Which lines of the material hold the word "plan"? Copy each one.

** Material provided follows **

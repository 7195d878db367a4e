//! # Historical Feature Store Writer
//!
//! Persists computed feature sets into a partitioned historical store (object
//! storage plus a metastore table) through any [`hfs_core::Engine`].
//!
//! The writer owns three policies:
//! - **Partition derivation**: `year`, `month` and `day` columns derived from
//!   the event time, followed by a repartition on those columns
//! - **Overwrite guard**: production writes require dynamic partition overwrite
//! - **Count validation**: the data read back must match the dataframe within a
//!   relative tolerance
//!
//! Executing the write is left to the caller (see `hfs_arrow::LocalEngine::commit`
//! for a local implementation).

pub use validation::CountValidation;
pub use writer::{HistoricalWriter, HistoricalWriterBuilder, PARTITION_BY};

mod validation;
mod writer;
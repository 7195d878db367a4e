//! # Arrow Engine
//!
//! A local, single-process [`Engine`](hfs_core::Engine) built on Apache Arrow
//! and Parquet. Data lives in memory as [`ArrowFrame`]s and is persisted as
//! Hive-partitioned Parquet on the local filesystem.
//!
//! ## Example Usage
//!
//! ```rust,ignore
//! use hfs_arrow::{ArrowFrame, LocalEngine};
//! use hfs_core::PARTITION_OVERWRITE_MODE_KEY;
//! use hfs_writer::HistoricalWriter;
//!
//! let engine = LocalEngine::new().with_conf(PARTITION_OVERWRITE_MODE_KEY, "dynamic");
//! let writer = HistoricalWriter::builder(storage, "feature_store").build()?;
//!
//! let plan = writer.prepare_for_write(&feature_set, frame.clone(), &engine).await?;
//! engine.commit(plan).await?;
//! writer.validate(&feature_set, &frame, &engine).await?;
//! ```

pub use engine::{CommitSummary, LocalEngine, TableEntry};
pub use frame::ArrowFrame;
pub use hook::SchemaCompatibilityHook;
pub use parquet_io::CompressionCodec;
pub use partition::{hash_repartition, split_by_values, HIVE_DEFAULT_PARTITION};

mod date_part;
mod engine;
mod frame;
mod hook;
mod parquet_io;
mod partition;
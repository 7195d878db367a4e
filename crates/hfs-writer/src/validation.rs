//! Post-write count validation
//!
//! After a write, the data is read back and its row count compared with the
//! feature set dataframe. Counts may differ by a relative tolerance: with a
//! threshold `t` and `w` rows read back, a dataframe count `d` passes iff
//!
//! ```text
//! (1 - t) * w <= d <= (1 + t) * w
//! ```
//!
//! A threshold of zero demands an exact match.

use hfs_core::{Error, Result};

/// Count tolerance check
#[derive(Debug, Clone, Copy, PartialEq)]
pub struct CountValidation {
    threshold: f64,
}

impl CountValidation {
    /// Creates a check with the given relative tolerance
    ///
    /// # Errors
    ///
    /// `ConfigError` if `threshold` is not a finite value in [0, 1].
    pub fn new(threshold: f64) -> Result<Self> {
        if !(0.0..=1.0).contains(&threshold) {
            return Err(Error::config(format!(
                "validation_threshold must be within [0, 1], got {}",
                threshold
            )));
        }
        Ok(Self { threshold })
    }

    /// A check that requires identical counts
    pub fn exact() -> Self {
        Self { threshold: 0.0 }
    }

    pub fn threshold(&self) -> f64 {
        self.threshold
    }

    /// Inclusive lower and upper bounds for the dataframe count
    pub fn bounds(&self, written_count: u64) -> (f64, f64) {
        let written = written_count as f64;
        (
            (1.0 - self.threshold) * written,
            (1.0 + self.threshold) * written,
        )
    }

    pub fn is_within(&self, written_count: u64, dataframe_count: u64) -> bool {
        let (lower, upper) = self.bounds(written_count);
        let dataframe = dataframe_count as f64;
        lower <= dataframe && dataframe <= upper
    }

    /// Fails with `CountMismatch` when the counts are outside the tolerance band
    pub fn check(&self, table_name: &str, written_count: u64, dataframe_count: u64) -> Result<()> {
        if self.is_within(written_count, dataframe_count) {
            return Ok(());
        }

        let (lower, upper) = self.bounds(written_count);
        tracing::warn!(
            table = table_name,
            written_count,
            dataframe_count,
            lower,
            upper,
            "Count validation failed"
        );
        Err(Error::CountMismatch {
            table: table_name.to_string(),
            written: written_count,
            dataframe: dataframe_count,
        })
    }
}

** End of Material provided **

Exercise answer »
//! let plan = writer.prepare_for_write(&feature_set, frame.clone(), &engine).await?;
//! engine.commit(plan).await?;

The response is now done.